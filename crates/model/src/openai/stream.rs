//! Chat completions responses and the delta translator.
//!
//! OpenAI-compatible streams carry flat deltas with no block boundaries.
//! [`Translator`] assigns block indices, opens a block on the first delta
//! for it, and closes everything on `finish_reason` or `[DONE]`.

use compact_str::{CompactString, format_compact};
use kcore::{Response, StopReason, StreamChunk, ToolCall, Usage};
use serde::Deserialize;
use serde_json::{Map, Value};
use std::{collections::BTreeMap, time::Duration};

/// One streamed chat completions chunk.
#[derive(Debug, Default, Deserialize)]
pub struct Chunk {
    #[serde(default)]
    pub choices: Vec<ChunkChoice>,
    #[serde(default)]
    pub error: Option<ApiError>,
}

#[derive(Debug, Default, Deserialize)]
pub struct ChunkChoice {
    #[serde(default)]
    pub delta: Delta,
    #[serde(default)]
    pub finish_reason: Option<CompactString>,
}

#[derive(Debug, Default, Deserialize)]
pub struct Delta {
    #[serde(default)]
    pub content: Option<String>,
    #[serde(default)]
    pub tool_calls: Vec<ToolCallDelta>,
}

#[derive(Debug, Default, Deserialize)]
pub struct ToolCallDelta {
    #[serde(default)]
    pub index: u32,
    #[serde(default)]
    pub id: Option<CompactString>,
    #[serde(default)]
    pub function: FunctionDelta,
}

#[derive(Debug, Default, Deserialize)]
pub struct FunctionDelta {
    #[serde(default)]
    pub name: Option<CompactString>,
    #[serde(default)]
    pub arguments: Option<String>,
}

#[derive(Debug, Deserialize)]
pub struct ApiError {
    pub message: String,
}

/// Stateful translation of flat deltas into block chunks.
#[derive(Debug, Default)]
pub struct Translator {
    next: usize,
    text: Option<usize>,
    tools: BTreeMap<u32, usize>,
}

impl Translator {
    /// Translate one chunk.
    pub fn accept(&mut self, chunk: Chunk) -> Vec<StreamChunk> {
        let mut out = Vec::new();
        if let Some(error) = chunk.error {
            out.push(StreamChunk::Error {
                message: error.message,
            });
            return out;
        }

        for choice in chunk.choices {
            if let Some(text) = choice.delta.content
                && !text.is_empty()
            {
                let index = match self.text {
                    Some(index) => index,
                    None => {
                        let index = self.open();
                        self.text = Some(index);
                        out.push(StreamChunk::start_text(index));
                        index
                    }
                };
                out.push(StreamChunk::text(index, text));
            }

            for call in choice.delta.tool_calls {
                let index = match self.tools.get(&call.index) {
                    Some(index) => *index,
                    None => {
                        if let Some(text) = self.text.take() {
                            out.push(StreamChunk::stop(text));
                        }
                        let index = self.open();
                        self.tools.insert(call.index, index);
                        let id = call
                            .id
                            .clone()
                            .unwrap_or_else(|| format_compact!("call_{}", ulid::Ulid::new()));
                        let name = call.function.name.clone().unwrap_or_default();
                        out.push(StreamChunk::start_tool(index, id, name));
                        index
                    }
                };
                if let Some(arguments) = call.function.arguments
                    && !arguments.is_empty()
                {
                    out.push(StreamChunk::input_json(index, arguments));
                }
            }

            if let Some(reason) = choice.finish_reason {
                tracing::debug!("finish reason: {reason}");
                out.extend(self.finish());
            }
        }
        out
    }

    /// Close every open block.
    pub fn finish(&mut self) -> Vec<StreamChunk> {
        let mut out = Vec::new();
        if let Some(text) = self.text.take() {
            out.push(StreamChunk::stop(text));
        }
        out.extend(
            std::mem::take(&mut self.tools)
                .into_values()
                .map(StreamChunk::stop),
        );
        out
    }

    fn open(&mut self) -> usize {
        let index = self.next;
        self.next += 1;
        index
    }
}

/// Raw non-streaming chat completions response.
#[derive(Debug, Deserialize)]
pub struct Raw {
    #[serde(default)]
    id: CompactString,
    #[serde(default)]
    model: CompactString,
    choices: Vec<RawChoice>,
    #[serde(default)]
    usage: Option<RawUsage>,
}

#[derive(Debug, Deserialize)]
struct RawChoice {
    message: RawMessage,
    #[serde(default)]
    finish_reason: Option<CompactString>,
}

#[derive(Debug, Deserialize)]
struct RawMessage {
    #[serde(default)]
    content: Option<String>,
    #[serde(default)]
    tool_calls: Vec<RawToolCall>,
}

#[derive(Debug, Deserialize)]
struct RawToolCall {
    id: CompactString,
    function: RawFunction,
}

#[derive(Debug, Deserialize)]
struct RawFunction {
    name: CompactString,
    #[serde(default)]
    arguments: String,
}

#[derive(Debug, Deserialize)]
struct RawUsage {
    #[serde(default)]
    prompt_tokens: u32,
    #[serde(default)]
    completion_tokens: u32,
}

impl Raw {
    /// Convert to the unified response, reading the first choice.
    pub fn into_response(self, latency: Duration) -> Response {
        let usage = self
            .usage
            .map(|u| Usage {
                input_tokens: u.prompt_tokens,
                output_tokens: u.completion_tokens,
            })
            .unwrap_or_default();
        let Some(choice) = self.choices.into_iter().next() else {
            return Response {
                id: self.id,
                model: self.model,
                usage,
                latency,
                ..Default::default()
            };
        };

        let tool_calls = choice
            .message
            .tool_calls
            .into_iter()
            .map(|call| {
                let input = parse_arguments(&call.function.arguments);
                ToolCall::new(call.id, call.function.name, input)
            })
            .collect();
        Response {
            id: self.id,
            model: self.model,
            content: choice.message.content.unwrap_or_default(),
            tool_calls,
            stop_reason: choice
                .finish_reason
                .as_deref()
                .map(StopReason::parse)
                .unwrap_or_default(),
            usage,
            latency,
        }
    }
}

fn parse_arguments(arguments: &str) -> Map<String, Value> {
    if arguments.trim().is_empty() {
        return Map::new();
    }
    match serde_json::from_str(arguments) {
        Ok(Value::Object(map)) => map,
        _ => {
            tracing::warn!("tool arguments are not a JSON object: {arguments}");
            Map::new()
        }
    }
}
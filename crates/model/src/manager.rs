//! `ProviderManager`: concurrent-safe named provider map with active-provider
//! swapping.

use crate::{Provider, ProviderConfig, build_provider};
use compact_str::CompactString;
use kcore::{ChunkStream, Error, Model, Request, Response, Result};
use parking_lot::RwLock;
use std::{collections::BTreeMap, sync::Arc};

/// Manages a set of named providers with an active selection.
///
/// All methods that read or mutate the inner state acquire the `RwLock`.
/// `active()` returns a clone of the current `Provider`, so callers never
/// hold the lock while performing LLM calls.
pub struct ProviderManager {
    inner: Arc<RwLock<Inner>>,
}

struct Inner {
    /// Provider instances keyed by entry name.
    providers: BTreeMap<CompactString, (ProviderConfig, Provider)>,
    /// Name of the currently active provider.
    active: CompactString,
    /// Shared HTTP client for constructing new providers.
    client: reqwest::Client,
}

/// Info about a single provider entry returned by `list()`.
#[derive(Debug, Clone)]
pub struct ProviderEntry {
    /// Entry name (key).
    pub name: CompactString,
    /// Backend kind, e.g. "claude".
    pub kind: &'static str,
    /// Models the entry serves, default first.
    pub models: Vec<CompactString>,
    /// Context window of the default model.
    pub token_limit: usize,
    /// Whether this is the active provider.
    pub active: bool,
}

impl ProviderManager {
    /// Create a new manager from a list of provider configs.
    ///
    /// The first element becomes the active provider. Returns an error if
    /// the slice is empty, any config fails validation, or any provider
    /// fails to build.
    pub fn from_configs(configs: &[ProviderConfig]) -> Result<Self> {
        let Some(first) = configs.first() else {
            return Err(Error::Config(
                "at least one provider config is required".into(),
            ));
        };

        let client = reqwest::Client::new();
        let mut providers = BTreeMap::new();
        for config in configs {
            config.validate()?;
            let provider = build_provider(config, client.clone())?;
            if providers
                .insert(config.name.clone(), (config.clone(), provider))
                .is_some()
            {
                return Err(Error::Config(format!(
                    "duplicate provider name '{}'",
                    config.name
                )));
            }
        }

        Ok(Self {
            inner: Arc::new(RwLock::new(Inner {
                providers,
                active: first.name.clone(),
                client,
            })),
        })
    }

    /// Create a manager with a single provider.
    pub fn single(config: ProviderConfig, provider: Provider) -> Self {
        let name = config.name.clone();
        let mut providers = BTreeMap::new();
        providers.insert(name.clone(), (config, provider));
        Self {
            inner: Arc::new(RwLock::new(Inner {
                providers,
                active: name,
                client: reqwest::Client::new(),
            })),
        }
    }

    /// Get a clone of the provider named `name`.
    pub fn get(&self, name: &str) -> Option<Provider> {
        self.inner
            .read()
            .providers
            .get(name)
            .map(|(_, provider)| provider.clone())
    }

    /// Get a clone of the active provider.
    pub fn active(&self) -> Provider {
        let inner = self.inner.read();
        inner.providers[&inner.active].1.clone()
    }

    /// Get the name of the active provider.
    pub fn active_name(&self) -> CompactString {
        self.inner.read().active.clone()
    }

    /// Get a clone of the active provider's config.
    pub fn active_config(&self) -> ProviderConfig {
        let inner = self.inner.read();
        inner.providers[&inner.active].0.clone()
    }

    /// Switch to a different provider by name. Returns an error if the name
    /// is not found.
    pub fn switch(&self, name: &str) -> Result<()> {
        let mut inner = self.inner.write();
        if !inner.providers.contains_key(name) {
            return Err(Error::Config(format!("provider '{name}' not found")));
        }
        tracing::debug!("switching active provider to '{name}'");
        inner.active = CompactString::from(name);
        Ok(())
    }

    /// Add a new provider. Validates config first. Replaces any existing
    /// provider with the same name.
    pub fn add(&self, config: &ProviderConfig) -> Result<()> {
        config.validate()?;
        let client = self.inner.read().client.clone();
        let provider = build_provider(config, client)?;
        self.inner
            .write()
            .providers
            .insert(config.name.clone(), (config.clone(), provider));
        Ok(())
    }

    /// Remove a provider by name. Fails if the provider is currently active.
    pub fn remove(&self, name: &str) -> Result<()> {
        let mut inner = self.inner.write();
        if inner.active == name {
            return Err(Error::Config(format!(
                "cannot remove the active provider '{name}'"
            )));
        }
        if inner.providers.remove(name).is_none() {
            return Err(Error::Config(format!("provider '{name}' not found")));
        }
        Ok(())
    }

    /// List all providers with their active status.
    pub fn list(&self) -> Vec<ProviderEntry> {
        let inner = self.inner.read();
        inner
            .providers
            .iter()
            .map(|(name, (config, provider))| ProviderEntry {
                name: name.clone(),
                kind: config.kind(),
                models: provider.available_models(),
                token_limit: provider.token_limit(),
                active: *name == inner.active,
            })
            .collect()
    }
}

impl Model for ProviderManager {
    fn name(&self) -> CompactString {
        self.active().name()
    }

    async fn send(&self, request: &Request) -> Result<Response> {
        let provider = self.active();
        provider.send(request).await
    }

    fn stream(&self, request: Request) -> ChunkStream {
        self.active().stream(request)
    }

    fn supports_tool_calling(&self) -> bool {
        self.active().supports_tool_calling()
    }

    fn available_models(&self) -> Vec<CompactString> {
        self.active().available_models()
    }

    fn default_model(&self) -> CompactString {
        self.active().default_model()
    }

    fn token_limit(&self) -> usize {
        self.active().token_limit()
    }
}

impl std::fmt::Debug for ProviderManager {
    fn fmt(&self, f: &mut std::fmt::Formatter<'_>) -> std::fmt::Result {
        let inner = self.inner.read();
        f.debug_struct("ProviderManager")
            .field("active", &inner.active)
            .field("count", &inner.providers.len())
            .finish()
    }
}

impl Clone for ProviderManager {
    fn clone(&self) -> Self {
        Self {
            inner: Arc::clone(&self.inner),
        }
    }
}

******************************

Task to carry out
Your answer should be every line above that contains the word "content".

Solution
    pub content: Option<String>,
            if let Some(text) = choice.delta.content
    content: Option<String>,
            content: choice.message.content.unwrap_or_default(),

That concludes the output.